(Beginning of Dataset)
use std::collections::HashSet;

use rusqlite::{Connection, OptionalExtension, Row, ToSql};
use uuid::Uuid;

use super::users::require_user_exists;
use super::{format_datetime, now, parse_datetime, parse_uuid, Database};
use crate::error::{require_text, Result, SocialError};
use crate::models::*;

const POST_SELECT: &str = "SELECT p.id, p.user_id, p.content, p.post_type,
        (SELECT COUNT(*) FROM post_likes l WHERE l.post_id = p.id),
        (SELECT COUNT(*) FROM comments c WHERE c.post_id = p.id),
        p.created_at, p.updated_at
     FROM posts p";

/// Newest first; rowid breaks timestamp ties so paging is deterministic.
const POST_ORDER: &str = "ORDER BY p.created_at DESC, p.rowid DESC";

const COMMENT_COLUMNS: &str = "id, post_id, user_id, content, created_at, updated_at";

fn row_to_post(row: &Row) -> rusqlite::Result<Post> {
    Ok(Post {
        id: parse_uuid(row.get::<_, String>(0)?),
        user_id: parse_uuid(row.get::<_, String>(1)?),
        content: row.get(2)?,
        post_type: PostType::from_str(&row.get::<_, String>(3)?)
            .unwrap_or(PostType::SkillSharing),
        like_count: row.get(4)?,
        comment_count: row.get(5)?,
        created_at: parse_datetime(row.get::<_, String>(6)?),
        updated_at: parse_datetime(row.get::<_, String>(7)?),
    })
}

fn row_to_comment(row: &Row) -> rusqlite::Result<Comment> {
    Ok(Comment {
        id: parse_uuid(row.get::<_, String>(0)?),
        post_id: parse_uuid(row.get::<_, String>(1)?),
        user_id: parse_uuid(row.get::<_, String>(2)?),
        content: row.get(3)?,
        created_at: parse_datetime(row.get::<_, String>(4)?),
        updated_at: parse_datetime(row.get::<_, String>(5)?),
    })
}

fn select_post(conn: &Connection, id: Uuid) -> Result<Option<Post>> {
    let post = conn
        .query_row(
            &format!("{POST_SELECT} WHERE p.id = ?"),
            [id.to_string()],
            row_to_post,
        )
        .optional()?;
    Ok(post)
}

fn post_exists(conn: &Connection, id: Uuid) -> Result<bool> {
    let count: i64 = conn.query_row(
        "SELECT COUNT(*) FROM posts WHERE id = ?",
        [id.to_string()],
        |row| row.get(0),
    )?;
    Ok(count > 0)
}

/// Run a filtered post query as one page. `filter` is appended after
/// `WHERE` and binds `params` in order.
fn page_posts(
    conn: &Connection,
    filter: &str,
    params: Vec<Box<dyn ToSql>>,
    request: PageRequest,
) -> Result<Page<Post>> {
    let params_ref: Vec<&dyn ToSql> = params.iter().map(|p| p.as_ref()).collect();

    let total: i64 = conn.query_row(
        &format!("SELECT COUNT(*) FROM posts p WHERE {filter}"),
        params_ref.as_slice(),
        |row| row.get(0),
    )?;

    let limit = request.limit();
    let offset = request.offset();
    let mut paged = params_ref.clone();
    paged.push(&limit);
    paged.push(&offset);

    let mut stmt = conn.prepare(&format!(
        "{POST_SELECT} WHERE {filter} {POST_ORDER} LIMIT ? OFFSET ?"
    ))?;
    let posts = stmt
        .query_map(paged.as_slice(), row_to_post)?
        .collect::<Result<Vec<_>, _>>()?;

    Ok(Page::new(posts, request, total))
}

impl Database {
    // ============================================================
    // Posts
    // ============================================================

    pub fn create_post(&self, owner_id: Uuid, input: CreatePostInput) -> Result<Post> {
        require_text("content", &input.content)?;

        let conn = self.conn()?;
        require_user_exists(&conn, owner_id)?;

        let id = Uuid::new_v4();
        let now = now();
        let post_type = input.post_type.unwrap_or(PostType::SkillSharing);

        conn.execute(
            "INSERT INTO posts (id, user_id, content, post_type, created_at, updated_at)
             VALUES (?, ?, ?, ?, ?, ?)",
            (
                id.to_string(),
                owner_id.to_string(),
                &input.content,
                post_type.as_str(),
                format_datetime(now),
                format_datetime(now),
            ),
        )?;

        Ok(Post {
            id,
            user_id: owner_id,
            content: input.content,
            post_type,
            like_count: 0,
            comment_count: 0,
            created_at: now,
            updated_at: now,
        })
    }

    pub fn get_post(&self, id: Uuid) -> Result<Option<Post>> {
        let conn = self.conn()?;
        select_post(&conn, id)
    }

    pub fn require_post(&self, id: Uuid) -> Result<Post> {
        self.get_post(id)?.ok_or(SocialError::NotFound("Post"))
    }

    pub fn update_post_content(&self, id: Uuid, content: &str) -> Result<Post> {
        require_text("content", content)?;

        let conn = self.conn()?;
        let rows = conn.execute(
            "UPDATE posts SET content = ?, updated_at = ? WHERE id = ?",
            (content, format_datetime(now()), id.to_string()),
        )?;
        if rows == 0 {
            return Err(SocialError::NotFound("Post"));
        }
        select_post(&conn, id)?.ok_or(SocialError::NotFound("Post"))
    }

    /// Delete a post together with its comments and likes.
    ///
    /// The dependent rows are removed explicitly, in one transaction, before
    /// the post itself.
    pub fn delete_post(&self, id: Uuid) -> Result<bool> {
        let mut conn = self.conn()?;
        let tx = conn.transaction()?;
        tx.execute("DELETE FROM comments WHERE post_id = ?", [id.to_string()])?;
        tx.execute("DELETE FROM post_likes WHERE post_id = ?", [id.to_string()])?;
        let rows = tx.execute("DELETE FROM posts WHERE id = ?", [id.to_string()])?;
        tx.commit()?;
        Ok(rows > 0)
    }

    pub fn list_posts(&self, request: PageRequest) -> Result<Page<Post>> {
        let conn = self.conn()?;
        page_posts(&conn, "1 = 1", Vec::new(), request)
    }

    pub fn list_posts_by_author(&self, author_id: Uuid, request: PageRequest) -> Result<Page<Post>> {
        let conn = self.conn()?;
        page_posts(
            &conn,
            "p.user_id = ?",
            vec![Box::new(author_id.to_string())],
            request,
        )
    }

    /// Posts written by anyone `viewer` follows, newest first.
    ///
    /// The follow set is resolved inside the query, so its size is not
    /// bounded by the number of bind parameters.
    pub fn posts_followed_by(&self, viewer: Uuid, request: PageRequest) -> Result<Page<Post>> {
        let conn = self.conn()?;
        page_posts(
            &conn,
            "p.user_id IN (SELECT followee_id FROM follows WHERE follower_id = ?)",
            vec![Box::new(viewer.to_string())],
            request,
        )
    }

    // ============================================================
    // Likes
    // ============================================================

    /// Add `user_id` to the post's like set. Returns `false` if it was
    /// already there.
    pub fn add_like(&self, post_id: Uuid, user_id: Uuid) -> Result<bool> {
        let conn = self.conn()?;
        if !post_exists(&conn, post_id)? {
            return Err(SocialError::NotFound("Post"));
        }
        require_user_exists(&conn, user_id)?;

        let inserted = conn.execute(
            "INSERT OR IGNORE INTO post_likes (post_id, user_id, created_at) VALUES (?, ?, ?)",
            (
                post_id.to_string(),
                user_id.to_string(),
                format_datetime(now()),
            ),
        )?;
        Ok(inserted == 1)
    }

    /// Remove `user_id` from the post's like set. Returns `false` if it was
    /// not there.
    pub fn remove_like(&self, post_id: Uuid, user_id: Uuid) -> Result<bool> {
        let conn = self.conn()?;
        if !post_exists(&conn, post_id)? {
            return Err(SocialError::NotFound("Post"));
        }
        let rows = conn.execute(
            "DELETE FROM post_likes WHERE post_id = ? AND user_id = ?",
            (post_id.to_string(), user_id.to_string()),
        )?;
        Ok(rows > 0)
    }

    pub fn likers(&self, post_id: Uuid) -> Result<HashSet<Uuid>> {
        let conn = self.conn()?;
        let mut stmt = conn.prepare("SELECT user_id FROM post_likes WHERE post_id = ?")?;
        let ids = stmt
            .query_map([post_id.to_string()], |row| {
                Ok(parse_uuid(row.get::<_, String>(0)?))
            })?
            .collect::<Result<HashSet<_>, _>>()?;
        Ok(ids)
    }

    // ============================================================
    // Comments
    // ============================================================

    pub fn create_comment(&self, post_id: Uuid, owner_id: Uuid, content: &str) -> Result<Comment> {
        require_text("content", content)?;

        let conn = self.conn()?;
        if !post_exists(&conn, post_id)? {
            return Err(SocialError::NotFound("Post"));
        }
        require_user_exists(&conn, owner_id)?;

        let id = Uuid::new_v4();
        let now = now();

        conn.execute(
            "INSERT INTO comments (id, post_id, user_id, content, created_at, updated_at)
             VALUES (?, ?, ?, ?, ?, ?)",
            (
                id.to_string(),
                post_id.to_string(),
                owner_id.to_string(),
                content,
                format_datetime(now),
                format_datetime(now),
            ),
        )?;

        Ok(Comment {
            id,
            post_id,
            user_id: owner_id,
            content: content.to_string(),
            created_at: now,
            updated_at: now,
        })
    }

    pub fn get_comment(&self, id: Uuid) -> Result<Option<Comment>> {
        let conn = self.conn()?;
        let comment = conn
            .query_row(
                &format!("SELECT {COMMENT_COLUMNS} FROM comments WHERE id = ?"),
                [id.to_string()],
                row_to_comment,
            )
            .optional()?;
        Ok(comment)
    }

    pub fn require_comment(&self, id: Uuid) -> Result<Comment> {
        self.get_comment(id)?.ok_or(SocialError::NotFound("Comment"))
    }

    pub fn update_comment(&self, id: Uuid, content: &str) -> Result<Comment> {
        require_text("content", content)?;

        let existing = self.require_comment(id)?;
        let conn = self.conn()?;
        let now = now();
        conn.execute(
            "UPDATE comments SET content = ?, updated_at = ? WHERE id = ?",
            (content, format_datetime(now), id.to_string()),
        )?;

        Ok(Comment {
            content: content.to_string(),
            updated_at: now,
            ..existing
        })
    }

    pub fn delete_comment(&self, id: Uuid) -> Result<bool> {
        let conn = self.conn()?;
        let rows = conn.execute("DELETE FROM comments WHERE id = ?", [id.to_string()])?;
        Ok(rows > 0)
    }

    /// Comments on a post, oldest first.
    pub fn list_comments(&self, post_id: Uuid, request: PageRequest) -> Result<Page<Comment>> {
        let conn = self.conn()?;
        if !post_exists(&conn, post_id)? {
            return Err(SocialError::NotFound("Post"));
        }

        let total: i64 = conn.query_row(
            "SELECT COUNT(*) FROM comments WHERE post_id = ?",
            [post_id.to_string()],
            |row| row.get(0),
        )?;

        let mut stmt = conn.prepare(&format!(
            "SELECT {COMMENT_COLUMNS} FROM comments WHERE post_id = ?
             ORDER BY created_at, rowid LIMIT ? OFFSET ?"
        ))?;
        let comments = stmt
            .query_map(
                (post_id.to_string(), request.limit(), request.offset()),
                row_to_comment,
            )?
            .collect::<Result<Vec<_>, _>>()?;

        Ok(Page::new(comments, request, total))
    }
}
(End of Dataset)
Exercise
Out of the data above, set down the lines from the one with "IN (SELECT followee_id" to the one with "to the post's", both included, exactly as written and with no additions.

Result of this exercise
            "p.user_id IN (SELECT followee_id FROM follows WHERE follower_id = ?)",
            vec![Box::new(viewer.to_string())],
            request,
        )
    }

    // ============================================================
    // Likes
    // ============================================================

    /// Add `user_id` to the post's like set. Returns `false` if it was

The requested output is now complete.